▸ TASK GOAL
Copy out each line of the listing that has the word "PartialEq" in it.

========================

use std::path::PathBuf;

use crate::{
    command::evaluation::EvaluationArg, schema::report::IntegratedBrierScoreReport, util::Output,
};

#[derive(Debug, Clone, clap::Args)]
pub(crate) struct IntegratedBrierScoreArg {
    #[clap(flatten)]
    pub evaluation: EvaluationArg,

    /// Output file path (defaults to stdout)
    #[arg(long)]
    pub output: Option<PathBuf>,
}

pub(crate) fn run(arg: &IntegratedBrierScoreArg) -> anyhow::Result<()> {
    let IntegratedBrierScoreArg { evaluation, output } = arg;
    let curve = evaluation.evaluate()?;

    if curve.times.len() < 2 {
        log::warn!(
            "Integrating over {} time horizon(s); the integrated Brier score is undefined",
            curve.times.len()
        );
    }
    if !curve.times.is_sorted() {
        log::warn!("Time horizons are not sorted in ascending order");
    }

    let report = IntegratedBrierScoreReport {
        kind: evaluation.kind,
        event_of_interest: evaluation.event_of_interest.to_string(),
        time_range: curve.times.first().copied().zip(curve.times.last().copied()),
        integrated_brier_score: curve.integrated(),
    };
    Output::save_json(&report, output.clone())
}
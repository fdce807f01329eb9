pub mod predictions;
pub mod report;
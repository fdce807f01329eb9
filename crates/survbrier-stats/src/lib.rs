//! Statistical building blocks for survival-model evaluation.
//!
//! This crate provides:
//!
//! - **Survival analysis**: Kaplan-Meier estimator for right-censored time-to-event data
//! - **Integration**: trapezoidal rule for curves sampled at arbitrary points
//!
//! # Modules
//!
//! - [`survival`]: Kaplan-Meier survival curves
//! - [`integration`]: Numerical integration of sampled curves
//!
//! # Examples
//!
//! ## Analyzing survival data
//!
//! ```
//! use survbrier_stats::survival::KaplanMeierCurve;
//!
//! // Data: (time, is_censored)
//! let data = vec![
//!     (1.5, false), // Event occurred at time 1.5
//!     (2.0, true),  // Censored at time 2.0
//!     (3.0, false), // Event occurred at time 3.0
//! ];
//! let curve = KaplanMeierCurve::from_data(data);
//! assert_eq!(curve.survival_at(1.0), 1.0);
//! ```
//!
//! ## Integrating a sampled curve
//!
//! ```
//! use survbrier_stats::integration::trapezoid;
//!
//! let times = [0.0, 1.0, 2.0];
//! let values = [0.0, 1.0, 0.0];
//! assert_eq!(trapezoid(&values, &times), 1.0);
//! ```

pub mod integration;
pub mod survival;
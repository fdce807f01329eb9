use std::{fmt, num::NonZeroU32, str::FromStr};

/// The event the Brier score is computed for.
///
/// In single-event settings `Any` and `Cause(1)` are equivalent.
///
/// # Examples
///
/// ```
/// use survbrier_metrics::event::EventOfInterest;
///
/// let any: EventOfInterest = "any".parse().unwrap();
/// assert!(any.matches(2));
/// assert!(!any.matches(0));
///
/// let cause: EventOfInterest = "2".parse().unwrap();
/// assert!(cause.matches(2));
/// assert!(!cause.matches(1));
/// ```
#[derive(Default, Debug, Clone, Copy, PartialEq, Eq, Hash)]
pub enum EventOfInterest {
    /// All non-zero event codes collapsed into a single event
    #[default]
    Any,
    /// One specific cause in a competing-risks setting
    Cause(NonZeroU32),
}

#[derive(Debug, derive_more::Display, derive_more::Error)]
#[display("event of interest must be \"any\" or a positive integer, got {input:?}")]
pub struct ParseEventOfInterestError {
    input: String,
}

impl EventOfInterest {
    /// Whether a sample with `event_code` experienced the event of interest.
    #[must_use]
    pub fn matches(self, event_code: u32) -> bool {
        match self {
            EventOfInterest::Any => event_code > 0,
            EventOfInterest::Cause(cause) => event_code == cause.get(),
        }
    }

    #[must_use]
    pub fn is_any(self) -> bool {
        self == EventOfInterest::Any
    }

    /// Whether the selector refers to an event observed in `event_ids`.
    ///
    /// `Any` is always valid.
    #[must_use]
    pub fn is_observed_in(self, event_ids: &[u32]) -> bool {
        match self {
            EventOfInterest::Any => true,
            EventOfInterest::Cause(cause) => event_ids.contains(&cause.get()),
        }
    }
}

impl FromStr for EventOfInterest {
    type Err = ParseEventOfInterestError;

    fn from_str(s: &str) -> Result<Self, Self::Err> {
        let s = s.trim();
        if s.eq_ignore_ascii_case("any") {
            return Ok(EventOfInterest::Any);
        }
        s.parse::<NonZeroU32>()
            .map(EventOfInterest::Cause)
            .map_err(|_| ParseEventOfInterestError {
                input: s.to_owned(),
            })
    }
}

impl fmt::Display for EventOfInterest {
    fn fmt(&self, f: &mut fmt::Formatter<'_>) -> fmt::Result {
        match self {
            EventOfInterest::Any => f.write_str("any"),
            EventOfInterest::Cause(cause) => fmt::Display::fmt(cause, f),
        }
    }
}

#[cfg(test)]
mod tests {
    use super::*;

    fn cause(k: u32) -> EventOfInterest {
        EventOfInterest::Cause(NonZeroU32::new(k).unwrap())
    }

    #[test]
    fn test_parse() {
        assert_eq!("any".parse::<EventOfInterest>().unwrap(), EventOfInterest::Any);
        assert_eq!("ANY".parse::<EventOfInterest>().unwrap(), EventOfInterest::Any);
        assert_eq!("3".parse::<EventOfInterest>().unwrap(), cause(3));
    }

    #[test]
    fn test_parse_rejects_censoring_code_and_garbage() {
        for input in ["0", "-1", "1.5", "", "all"] {
            assert!(input.parse::<EventOfInterest>().is_err(), "{input}");
        }
    }

    #[test]
    fn test_display_round_trips_through_parse() {
        for eoi in [EventOfInterest::Any, cause(1), cause(12)] {
            assert_eq!(eoi.to_string().parse::<EventOfInterest>().unwrap(), eoi);
        }
    }

    #[test]
    fn test_matches_never_selects_censoring() {
        assert!(!EventOfInterest::Any.matches(0));
        assert!(!cause(1).matches(0));
    }

    #[test]
    fn test_is_observed_in() {
        let ids = [0, 1, 2];
        assert!(EventOfInterest::Any.is_observed_in(&ids));
        assert!(EventOfInterest::Any.is_observed_in(&[]));
        assert!(cause(2).is_observed_in(&ids));
        assert!(!cause(3).is_observed_in(&ids));
    }
}
//! Censoring-adjusted Brier scores for survival and competing-risks models.
//!
//! The time-dependent Brier score measures, at each time horizon, the squared
//! error between a predicted probability and the observed outcome. Right
//! censoring is handled by Inverse Probability of Censoring Weighting (IPCW),
//! using a Kaplan-Meier estimate of the censoring distribution fitted on the
//! training labels.
//!
//! # Modules
//!
//! - [`label`]: Survival labels (`event`, `duration`) and their input formats
//! - [`event`]: Selection of the event of interest (`any` or a specific cause)
//! - [`ipcw`]: Censoring distribution estimator
//! - [`brier`]: [`BrierScoreComputer`] and the free-function entry points
//!
//! # Examples
//!
//! ## Survival model
//!
//! ```
//! use ndarray::array;
//! use survbrier_metrics::{SurvivalLabels, integrated_brier_score_survival};
//!
//! let y_train = SurvivalLabels::from_columns(vec![1, 0, 1, 1], vec![2.0, 5.0, 3.0, 6.0]).unwrap();
//! let y_test = SurvivalLabels::from_columns(vec![1, 0], vec![2.5, 4.5]).unwrap();
//! // Survival probabilities of each test sample at each time
//! let y_pred = array![[0.9, 0.4, 0.2], [0.95, 0.8, 0.6]];
//! let times = [1.0, 3.0, 4.0];
//!
//! let ibs = integrated_brier_score_survival(&y_train, &y_test, y_pred.view(), &times).unwrap();
//! assert!(ibs >= 0.0);
//! ```
//!
//! ## Competing risks
//!
//! ```
//! use ndarray::array;
//! use survbrier_metrics::{EventOfInterest, SurvivalLabels, brier_score_incidence};
//!
//! let y_train = SurvivalLabels::from_columns(vec![1, 2, 0, 2], vec![1.0, 2.0, 3.0, 4.0]).unwrap();
//! // Cumulative incidence of cause 2 for each training sample
//! let y_pred = array![[0.1, 0.2], [0.6, 0.7], [0.3, 0.4], [0.2, 0.9]];
//! let event_of_interest: EventOfInterest = "2".parse().unwrap();
//!
//! let curve = brier_score_incidence(&y_train, &y_train, y_pred.view(), &[2.5, 5.0], event_of_interest)
//!     .unwrap();
//! assert_eq!(curve.times, vec![2.5, 5.0]);
//! ```

pub use self::{
    brier::{
        BrierScoreComputer, BrierScoreCurve, BrierScoreError, IpcwComponents,
        brier_score_incidence, brier_score_survival, integrated_brier_score_incidence,
        integrated_brier_score_survival,
    },
    event::{EventOfInterest, ParseEventOfInterestError},
    ipcw::{CensoringEstimator, FitCensoringError},
    label::{LabelError, SurvivalLabel, SurvivalLabels},
};

pub mod brier;
pub mod event;
pub mod ipcw;
pub mod label;
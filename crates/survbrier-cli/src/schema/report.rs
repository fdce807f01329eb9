use serde::{Deserialize, Serialize};

use crate::command::ScoreKind;

/// Time-dependent Brier score written by `brier-score`
#[derive(Debug, Clone, Serialize, Deserialize)]
pub struct BrierScoreReport {
    pub kind: ScoreKind,
    /// `"any"` or the cause code
    pub event_of_interest: String,
    pub times: Vec<f64>,
    pub brier_scores: Vec<f64>,
}

/// Integrated Brier score written by `integrated-brier-score`
#[derive(Debug, Clone, Serialize, Deserialize)]
pub struct IntegratedBrierScoreReport {
    pub kind: ScoreKind,
    /// `"any"` or the cause code
    pub event_of_interest: String,
    /// First and last evaluated time horizons
    pub time_range: Option<(f64, f64)>,
    pub integrated_brier_score: f64,
}
//! Survival labels: aligned `(event, duration)` columns
//!
//! A label pairs an event code with the time at which it was observed:
//!
//! - `event == 0`: the sample was censored at `duration` (follow-up ended first)
//! - `event == k > 0`: the sample experienced cause `k` at `duration`
//!
//! [`SurvivalLabels`] stores a dataset of labels column-wise and is the input
//! type of every Brier score operation. It can be built from records or from
//! columns, and deserialized from either JSON shape:
//!
//! ```text
//! [{"event": 1, "duration": 2.0}, {"event": 0, "duration": 5.0}]
//! {"event": [1, 0], "duration": [2.0, 5.0]}
//! ```

use serde::{Deserialize, Serialize};

/// A single survival label.
#[derive(Debug, Clone, Copy, PartialEq, Serialize, Deserialize)]
pub struct SurvivalLabel {
    /// Event code: `0` for censoring, `k > 0` for cause `k`
    pub event: u32,
    /// Time at which the event or censoring was observed
    pub duration: f64,
}

#[derive(Debug, derive_more::Display, derive_more::Error)]
pub enum LabelError {
    #[display("event and duration must have the same length (event: {event_len}, duration: {duration_len})")]
    LengthMismatch {
        event_len: usize,
        duration_len: usize,
    },
    #[display("duration at index {index} must be a finite non-negative number, got {value}")]
    InvalidDuration { index: usize, value: f64 },
}

/// A validated dataset of survival labels, stored as two aligned columns.
///
/// # Examples
///
/// ```
/// use survbrier_metrics::label::SurvivalLabels;
///
/// let labels = SurvivalLabels::from_columns(vec![1, 0, 2], vec![2.0, 5.0, 3.0]).unwrap();
/// assert_eq!(labels.len(), 3);
/// assert_eq!(labels.event_ids(), vec![0, 1, 2]);
/// ```
#[derive(Debug, Clone, PartialEq, Serialize, Deserialize)]
#[serde(try_from = "LabelsRepr")]
pub struct SurvivalLabels {
    event: Vec<u32>,
    duration: Vec<f64>,
}

/// Accepted input shapes for [`SurvivalLabels`].
#[derive(Debug, Deserialize)]
#[serde(untagged)]
enum LabelsRepr {
    Records(Vec<SurvivalLabel>),
    Columns { event: Vec<u32>, duration: Vec<f64> },
}

impl TryFrom<LabelsRepr> for SurvivalLabels {
    type Error = LabelError;

    fn try_from(repr: LabelsRepr) -> Result<Self, Self::Error> {
        match repr {
            LabelsRepr::Records(records) => Self::from_records(records),
            LabelsRepr::Columns { event, duration } => Self::from_columns(event, duration),
        }
    }
}

impl SurvivalLabels {
    /// Builds labels from an event-code column and a duration column.
    pub fn from_columns(event: Vec<u32>, duration: Vec<f64>) -> Result<Self, LabelError> {
        if event.len() != duration.len() {
            return Err(LabelError::LengthMismatch {
                event_len: event.len(),
                duration_len: duration.len(),
            });
        }
        if let Some((index, &value)) = duration
            .iter()
            .enumerate()
            .find(|(_, d)| !(d.is_finite() && **d >= 0.0))
        {
            return Err(LabelError::InvalidDuration { index, value });
        }
        Ok(Self { event, duration })
    }

    /// Builds labels from a sequence of records.
    ///
    /// ```
    /// use survbrier_metrics::label::{SurvivalLabel, SurvivalLabels};
    ///
    /// let labels = SurvivalLabels::from_records([
    ///     SurvivalLabel { event: 1, duration: 2.0 },
    ///     SurvivalLabel { event: 0, duration: 5.0 },
    /// ])
    /// .unwrap();
    /// assert_eq!(labels.durations(), &[2.0, 5.0]);
    /// ```
    pub fn from_records<I>(records: I) -> Result<Self, LabelError>
    where
        I: IntoIterator<Item = SurvivalLabel>,
    {
        let (event, duration) = records
            .into_iter()
            .map(|label| (label.event, label.duration))
            .unzip();
        Self::from_columns(event, duration)
    }

    #[must_use]
    pub fn events(&self) -> &[u32] {
        &self.event
    }

    #[must_use]
    pub fn durations(&self) -> &[f64] {
        &self.duration
    }

    #[must_use]
    pub fn len(&self) -> usize {
        self.event.len()
    }

    #[must_use]
    pub fn is_empty(&self) -> bool {
        self.event.is_empty()
    }

    pub fn iter(&self) -> impl Iterator<Item = SurvivalLabel> + '_ {
        self.event
            .iter()
            .zip(&self.duration)
            .map(|(&event, &duration)| SurvivalLabel { event, duration })
    }

    /// Distinct event codes present in the dataset, in ascending order.
    ///
    /// Includes `0` when at least one sample is censored.
    #[must_use]
    pub fn event_ids(&self) -> Vec<u32> {
        let mut ids = self.event.clone();
        ids.sort_unstable();
        ids.dedup();
        ids
    }

    /// Whether each sample experienced any event (`event > 0`).
    #[must_use]
    pub fn any_event(&self) -> Vec<bool> {
        self.event.iter().map(|&e| e > 0).collect()
    }
}
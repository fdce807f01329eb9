/// Kaplan-Meier survival curve over real-valued times.
///
/// The Kaplan-Meier estimator is a non-parametric statistic used to estimate the survival
/// function from lifetime data. It accounts for censored data (observations where the tracked
/// event has not occurred by the end of follow-up).
///
/// The "event" tracked by the curve is whatever the caller marks as non-censored. Fitting the
/// curve with the roles swapped (censoring treated as the event) yields the censoring survival
/// function used for inverse probability of censoring weighting.
///
/// # Fields
///
/// The curve stores parallel vectors representing the survival function at discrete time points:
/// - Time points where events occurred
/// - Survival probability at each time point
/// - Number of subjects at risk at each time point
/// - Number of events (non-censored observations) at each time point
#[derive(Debug, Clone, PartialEq)]
pub struct KaplanMeierCurve {
    /// Time points where events (non-censored observations) occurred, in ascending order.
    pub times: Vec<f64>,
    /// Survival probability at each corresponding time point.
    /// Values range from 0.0 (no survival) to 1.0 (complete survival).
    pub survival_prob: Vec<f64>,
    /// Number of subjects at risk (time greater than or equal to the time point).
    pub at_risk: Vec<usize>,
    /// Number of events (non-censored observations) that occurred at each time point.
    pub events: Vec<usize>,
}

impl KaplanMeierCurve {
    /// Computes the Kaplan-Meier survival curve from survival data.
    ///
    /// # Arguments
    ///
    /// * `data` - A vector of tuples where each tuple contains:
    ///   - `time`: The time at which the observation occurred
    ///   - `is_censored`: `true` if the observation was censored (event did not occur),
    ///     `false` if the event occurred
    ///
    /// # Returns
    ///
    /// A `KaplanMeierCurve` with survival probabilities calculated at each event time.
    ///
    /// # Examples
    ///
    /// ```
    /// # use survbrier_stats::survival::KaplanMeierCurve;
    /// // Data: (time, is_censored)
    /// let data = vec![
    ///     (1.0, false), // Event at time 1.0
    ///     (2.5, true),  // Censored at time 2.5
    ///     (3.0, false), // Event at time 3.0
    /// ];
    /// let curve = KaplanMeierCurve::from_data(data);
    /// assert_eq!(curve.times, vec![1.0, 3.0]);
    /// ```
    #[expect(clippy::cast_precision_loss)]
    #[must_use]
    pub fn from_data(mut data: Vec<(f64, bool)>) -> Self {
        let mut curve = Self {
            times: vec![],
            survival_prob: vec![],
            at_risk: vec![],
            events: vec![],
        };
        if data.is_empty() {
            return curve;
        }

        data.sort_by(|(a, _), (b, _)| a.total_cmp(b));

        let mut current_survival = 1.0;
        let total = data.len();

        let mut i = 0;
        while i < data.len() {
            let current_time = data[i].0;
            let at_risk = total - i;

            // Count events (non-censored) at this time point
            let mut event_count = 0;
            let mut j = i;
            while j < data.len() && data[j].0.total_cmp(&current_time).is_eq() {
                if !data[j].1 {
                    event_count += 1;
                }
                j += 1;
            }

            if event_count > 0 {
                current_survival *= 1.0 - (event_count as f64 / at_risk as f64);

                curve.times.push(current_time);
                curve.survival_prob.push(current_survival);
                curve.at_risk.push(at_risk);
                curve.events.push(event_count);
            }

            i = j;
        }

        curve
    }

    /// Returns the survival probability at a specific time.
    ///
    /// The curve is a right-continuous step function: the survival probability remains
    /// constant between event times and drops exactly at an event time.
    ///
    /// # Returns
    ///
    /// The survival probability at the specified time. Returns `1.0` if the time
    /// is before the first event, or the last known survival probability if the
    /// time is after the last event.
    ///
    /// # Examples
    ///
    /// ```
    /// # use survbrier_stats::survival::KaplanMeierCurve;
    /// let data = vec![(10.0, false), (20.0, false)];
    /// let curve = KaplanMeierCurve::from_data(data);
    ///
    /// assert_eq!(curve.survival_at(5.0), 1.0);  // Before first event
    /// assert_eq!(curve.survival_at(10.0), 0.5); // Drop happens at the event time
    /// assert_eq!(curve.survival_at(99.0), 0.0); // Held after the last event
    /// ```
    #[must_use]
    pub fn survival_at(&self, time: f64) -> f64 {
        // Number of steps with step time <= `time`
        let idx = self.times.partition_point(|&t| t <= time);
        if idx == 0 {
            1.0
        } else {
            self.survival_prob[idx - 1]
        }
    }
}

#[cfg(test)]
mod tests {
    use approx::assert_abs_diff_eq;

    use super::*;

    #[test]
    fn test_empty_curve() {
        let curve = KaplanMeierCurve::from_data(vec![]);
        assert!(curve.times.is_empty());
        assert_eq!(curve.survival_at(3.0), 1.0);
    }

    #[test]
    fn test_all_censored() {
        let curve = KaplanMeierCurve::from_data(vec![(1.0, true), (2.0, true)]);
        assert!(curve.times.is_empty());
        assert_eq!(curve.survival_at(10.0), 1.0);
    }

    #[test]
    fn test_censoring_reduces_risk_set() {
        // Event at 1, censored at 2, events at 3 and 4
        let data = vec![(3.0, false), (1.0, false), (2.0, true), (4.0, false)];
        let curve = KaplanMeierCurve::from_data(data);

        assert_eq!(curve.times, vec![1.0, 3.0, 4.0]);
        assert_eq!(curve.at_risk, vec![4, 2, 1]);
        assert_eq!(curve.events, vec![1, 1, 1]);
        assert_abs_diff_eq!(curve.survival_prob[0], 0.75);
        assert_abs_diff_eq!(curve.survival_prob[1], 0.375);
        assert_abs_diff_eq!(curve.survival_prob[2], 0.0);
    }

    #[test]
    fn test_tied_times() {
        // Two events and one censoring all at time 2
        let data = vec![(2.0, false), (2.0, true), (2.0, false), (5.0, false)];
        let curve = KaplanMeierCurve::from_data(data);

        assert_eq!(curve.times, vec![2.0, 5.0]);
        assert_eq!(curve.at_risk, vec![4, 1]);
        assert_eq!(curve.events, vec![2, 1]);
        assert_abs_diff_eq!(curve.survival_at(2.0), 0.5);
        assert_abs_diff_eq!(curve.survival_at(4.999), 0.5);
    }

    #[test]
    fn test_step_is_right_continuous() {
        let curve = KaplanMeierCurve::from_data(vec![(1.0, false), (2.0, false)]);
        assert_eq!(curve.survival_at(0.999), 1.0);
        assert_eq!(curve.survival_at(1.0), 0.5);
        assert_eq!(curve.survival_at(1.5), 0.5);
        assert_eq!(curve.survival_at(2.0), 0.0);
    }
}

========================

▸ ANSWER AREA
#[derive(Default, Debug, Clone, Copy, PartialEq, Eq, Hash)]
#[derive(Debug, Clone, Copy, PartialEq, Serialize, Deserialize)]
#[derive(Debug, Clone, PartialEq, Serialize, Deserialize)]
#[derive(Debug, Clone, PartialEq)]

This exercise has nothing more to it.